Sometimes, Forever – Soccer Mommy’s best and most mature work yet – finds the 25-year-old making uneasy peace with altering emotional states; its very title is an allusion to the transitory state of feelings. Produced by Daniel Lopatin (a.k.a Oneohtrix Point Never), who is perhaps best known for his work with The Weeknd, it sees Allison incorporate shoegaze elements and industrial noise for the first time in her career. Whereas Allison’s lyricism was the main source of emotive impact on past releases, here she finds a soundscape that is equally as powerful as her words.

“Bones” is filled with heart-wrenching lyrics, as Allison unties herself from an unhealthy relationship, but equally as powerful is the guitar solo that sees the song out – a swirling, slightly claustrophobic crescendo. “Newdemo” is Allison’s most political statement penned to date, as she tells of “the men up on the hill” driven by “money and greed.” The dystopian verses sound muddied, whereas the escapist fantasies outlined in the choruses are backlit by glowing synths. “Darkness Forever” sees Allison unleash a nightmare-ish scream around a minute-and-thirty-seconds in, the likes of which she’s never accessed in her music before. While, “Unholy Affliction” evokes Portishead, in its gothic presentation of fame’s corrupting power.
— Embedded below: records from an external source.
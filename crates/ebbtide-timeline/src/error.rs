//! Error types for the timeline engine.

use thiserror::Error;

use crate::provider::TransportError;
use ebbtide_diff::DiffError;
use ebbtide_types::TransactionId;

/// Errors surfaced by [`Timeline`](crate::Timeline) commands.
///
/// Individual command failures never crash the writer path; they come back
/// to the caller as one of these. "Already in progress" and "already in the
/// requested state" are `Ok(false)` no-ops, not errors.
#[derive(Error, Debug)]
pub enum TimelineError {
    /// The transport failed; the store is unchanged and the command may be
    /// retried.
    #[error("transport failure: {0}")]
    Transport(#[from] TransportError),

    /// The local list desynchronized from the authoritative source. Fatal
    /// for the current contents; recovery is a forced `Reset` resync.
    #[error("local list desynchronized: {0}")]
    Desync(#[from] DiffError),

    /// No local echo is registered under this transaction id.
    #[error("no local echo for transaction {0}")]
    EchoNotFound(TransactionId),

    /// The timeline was closed; no further commands are accepted.
    #[error("timeline closed")]
    Closed,
}
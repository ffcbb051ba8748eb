//! Timeline items: event slots, virtual separators, and opaque placeholders.

use serde::{Deserialize, Serialize};

use crate::event::{SendState, TimelineEvent};
use crate::ids::{EventId, TransactionId, UniqueId};

/// A non-event item interleaved into the timeline by the engine or server.
#[derive(Clone, Debug, Eq, PartialEq, Serialize, Deserialize)]
pub enum VirtualItem {
    /// A divider between messages of two days. The value is a timestamp in
    /// milliseconds since the Unix epoch on the given day.
    DateDivider(u64),
    /// The user's own read marker.
    ReadMarker,
    /// The beginning of the room's history — no more events before this.
    TimelineStart,
    /// A back-pagination request is in flight above this point.
    LoadingIndicator,
}

/// What occupies a timeline slot.
#[derive(Clone, Debug, Eq, PartialEq, Serialize, Deserialize)]
pub enum TimelineItemKind {
    /// A room event (message, poll, location, ...).
    Event(TimelineEvent),
    /// A non-event separator or indicator.
    Virtual(VirtualItem),
    /// Unrecognized server data — kept as an opaque placeholder so local
    /// indices never drift from the authoritative list.
    Other,
}

/// One slot in the ordered timeline.
///
/// The `unique_id` is minted when the slot is first inserted and is carried
/// across identity changes (`Set` diffs, echo confirmation), so consumers
/// diffing by position never see an item vanish and reappear.
#[derive(Clone, Debug, Eq, PartialEq, Serialize, Deserialize)]
pub struct TimelineItem {
    pub unique_id: UniqueId,
    pub kind: TimelineItemKind,
}

impl TimelineItem {
    /// Wrap a kind with a freshly minted slot id.
    pub fn new(kind: TimelineItemKind) -> Self {
        Self {
            unique_id: UniqueId::new(),
            kind,
        }
    }

    /// Same kind, explicit slot id — used when identity must carry over.
    pub fn with_unique_id(unique_id: UniqueId, kind: TimelineItemKind) -> Self {
        Self { unique_id, kind }
    }

    /// The event payload, if this slot holds one.
    pub fn as_event(&self) -> Option<&TimelineEvent> {
        match &self.kind {
            TimelineItemKind::Event(event) => Some(event),
            _ => None,
        }
    }

    /// Mutable event payload, if this slot holds one.
    pub fn as_event_mut(&mut self) -> Option<&mut TimelineEvent> {
        match &mut self.kind {
            TimelineItemKind::Event(event) => Some(event),
            _ => None,
        }
    }

    /// The virtual item, if this slot holds one.
    pub fn as_virtual(&self) -> Option<&VirtualItem> {
        match &self.kind {
            TimelineItemKind::Virtual(virt) => Some(virt),
            _ => None,
        }
    }

    /// Confirmed event id, if any.
    pub fn event_id(&self) -> Option<&EventId> {
        self.as_event().and_then(TimelineEvent::event_id)
    }

    /// Transaction id, if this slot is an unconfirmed local echo.
    pub fn transaction_id(&self) -> Option<TransactionId> {
        self.as_event().and_then(|event| event.id.transaction_id())
    }

    /// Send state, if this slot is locally originated.
    pub fn send_state(&self) -> Option<&SendState> {
        self.as_event().and_then(|event| event.send_state.as_ref())
    }
}

#[cfg(test)]
mod tests {
    use super::*;
    use crate::event::{EventContent, EventOrigin, MessageContent};

    #[test]
    fn test_fresh_items_get_distinct_slot_ids() {
        let a = TimelineItem::new(TimelineItemKind::Other);
        let b = TimelineItem::new(TimelineItemKind::Other);
        assert_ne!(a.unique_id, b.unique_id);
    }

    #[test]
    fn test_identity_carry_over() {
        let original = TimelineItem::new(TimelineItemKind::Virtual(VirtualItem::ReadMarker));
        let replacement = TimelineItem::with_unique_id(
            original.unique_id,
            TimelineItemKind::Event(TimelineEvent {
                id: EventId::new("$e1").into(),
                remote_echo_transaction_id: None,
                sender: "@bob:example.org".into(),
                timestamp: 0,
                content: EventContent::Message(MessageContent::text("hello")),
                origin: EventOrigin::Sync,
                send_state: None,
            }),
        );
        assert_eq!(original.unique_id, replacement.unique_id);
        assert_eq!(
            replacement.event_id().map(EventId::as_str),
            Some("$e1")
        );
    }

    #[test]
    fn test_accessors_on_non_event_slots() {
        let item = TimelineItem::new(TimelineItemKind::Virtual(VirtualItem::TimelineStart));
        assert!(item.as_event().is_none());
        assert!(item.event_id().is_none());
        assert!(item.send_state().is_none());
        assert_eq!(item.as_virtual(), Some(&VirtualItem::TimelineStart));
    }
}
The exception to Soccer Mommy’s newfound sonic ambition comes in the form of the closer “Still.” Guided by little more than gentle acoustic guitar strumming, it sees Allison work through online hate, self-harm, and, suicidal tendencies that eventually lead her to “drive to the bridge, just to overthink it.” The minimalism of the music leaves nowhere to run, as one is forced to confront head-on the song’s emotional truths. It makes for a devastating listen, whose impact rivals that of “Yellow is the Color of Her Eyes.”
I saw one reviewer say of Soccer Mommy’s music that it lacks the distinct edge of her peers like Snail Mail and Phoebe Bridgers. That comment instantly struck me as wrong-headed, and I think a song like “Still” proves why – no one quite captures sadness like Soccer Mommy. Sure, Phoebe Bridgers’ music is sad (no doubt about that), but it captures malaise and nihilism more often than it does agony. Snail Mail’s music is more obviously the result of agony – but it is agony that results from the dissolution of intense, young love. Soccer Mommy’s music captures agonizing sadness not as the logical result of any given experience, but as the crushing reality of living with a depressive disorder that threatens to swallow you whole at any given moment. Utilizing evocative, often even violent imagery, she captures the paralysis of anhedonia and the terror that comes from feeling, as though time is collapsing in on itself during your lowest moments. The terror that comes from not knowing if such moments will last for some time or forever.